Ulnar Nerve Entrapment at the Elbow
The ulnar nerve is one of the three main nerves in your arm. It travels from your neck down into your hand, and can be constricted in several places along the way. Ulnar nerve entrapment occurs when the ulnar nerve in the arm becomes compressed or irritated. Depending upon where it occurs, this pressure on the nerve can cause numbness or pain in your elbow, hand, wrist, or fingers.
The most common place where the nerve gets compressed is behind the elbow, where the nerve travels through a tunnel of tissue called the cubital tunnel and runs under a bump of bone at the inside of your elbow. This bony bump is called the medial epicondyle. (The spot where the nerve runs under the medial epicondyle is commonly referred to as the “funny bone.”) When the nerve is compressed in this location it’s called cubital tunnel syndrome. The site of the compression can be above or below this location, in which case it is called “abnormal compression at the elbow.”
There are several things that can cause pressure on the nerve at the elbow, including repeatedly bending your elbow or bending it for a long period of time. When you bend your elbow, the ulnar nerve stretches around the boney ridge of the medial epicondyle and this can irritate the nerve. In some people, the nerve slides out from behind the medial epicondyle when the elbow is bent. Over time, this sliding back and forth may irritate the nerve. Sometimes a thickened ligament or extra muscle “belly” can compress the nerve.

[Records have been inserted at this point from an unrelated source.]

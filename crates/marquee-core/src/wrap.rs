//! Greedy word wrapping for tooltip text

/// Default tooltip line width in characters.
pub const DEFAULT_WRAP_WIDTH: usize = 50;

/// Reflow `text` into lines of at most `max_line_chars` characters.
///
/// Words are the pieces between single spaces. Each word is appended to the
/// current line when `" " + word` still fits, otherwise the line is flushed
/// and the word starts the next one. This is plain greedy wrapping: a word
/// longer than the width gets a line of its own and is never split.
pub fn wrap_text(text: &str, max_line_chars: usize) -> Vec<String> {
    if text.is_empty() {
        return Vec::new();
    }

    let mut words = text.split(' ');
    let mut lines = Vec::new();
    let mut current = words.next().unwrap_or_default().to_string();
    let mut current_len = current.chars().count();

    for word in words {
        let word_len = word.chars().count();
        if current_len + 1 + word_len <= max_line_chars {
            current.push(' ');
            current.push_str(word);
            current_len += 1 + word_len;
        } else {
            lines.push(std::mem::replace(&mut current, word.to_string()));
            current_len = word_len;
        }
    }

    if !current.is_empty() {
        lines.push(current);
    }
    lines
}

Cubital tunnel syndrome can cause an aching pain on the inside of the elbow. Most of the symptoms, however, occur in your hand. These include: “falling asleep” in the ring finger and little finger, especially when the elbow is bent. In some cases, it may be harder to move fingers in and out, or to manipulate objects. You may also feel numbness and tingling in the ring finger and little finger as well as weakening of your grip and difficulty with finger coordination (such as typing or playing an instrument). If the nerve is very compressed or has been compressed for a long time, muscle wasting in the hand can occur.
To stop the condition from progressing, you should avoid activities that require you to keep your arm bent for long periods of time, and stop leaning on your elbow or putting pressure on the inside of your arm. It is best to keep your elbow straight at night when you are sleeping. (This can be done by wrapping a towel around your straight elbow or wearing an elbow pad backwards.)
Dr. Pianka recommends making a doctor’s appointment if your symptoms are severe, or if they are less severe but have been present for more than six weeks. He can use X-rays to determine if bone spurs or arthritis may be compressing the nerve, while nerve conduction studies can determine how well the nerve is working and help identify where it is being compressed. Nerve conduction studies can also determine whether the compression is causing muscle damage. During the test, small needles are put into some of the muscles that the ulnar nerve controls. Muscle involvement is a sign of more severe nerve compression.
Unless your nerve compression has caused a lot of muscle wasting, the doctor will most likely first recommend nonsurgical treatment, which includes non-steroidal and anti-inflammatory medicines, steroid injections, bracing/splinting, and nerve gliding exercises.
When surgery is necessary, it’s most often done on an outpatient basis, but some patients do best with an overnight stay at the hospital. Options include:
Cubital tunnel release. In this operation, the ligament “roof” of the cubital tunnel is cut and divided. This increases the size of the tunnel and decreases pressure on the nerve. After the procedure, the ligament begins to heal and new tissue grows across the division. The new growth heals the ligament, and allows more space for the ulnar nerve to slide through.
Ulnar nerve anterior transposition. More commonly, the nerve is moved from its place behind the medial epicondyle to a new place in front of it. Moving the nerve to the front of the medial epicondyle prevents it from getting caught on the bony ridge and stretching when you bend your elbow.
Medial epicondylectomy. Another option to release the nerve is to remove part of the medial epicondyle. Like ulnar nerve transposition, this technique also prevents the nerve from getting caught on the boney ridge and stretching when your elbow is bent.
Depending on the type of surgery you have, you may need to wear a splint after the operation. A submuscular transposition usually requires two weeks in a splint. In addition, Dr. Pianka may recommend physical therapy exercises to help you regain strength and motion in your arm.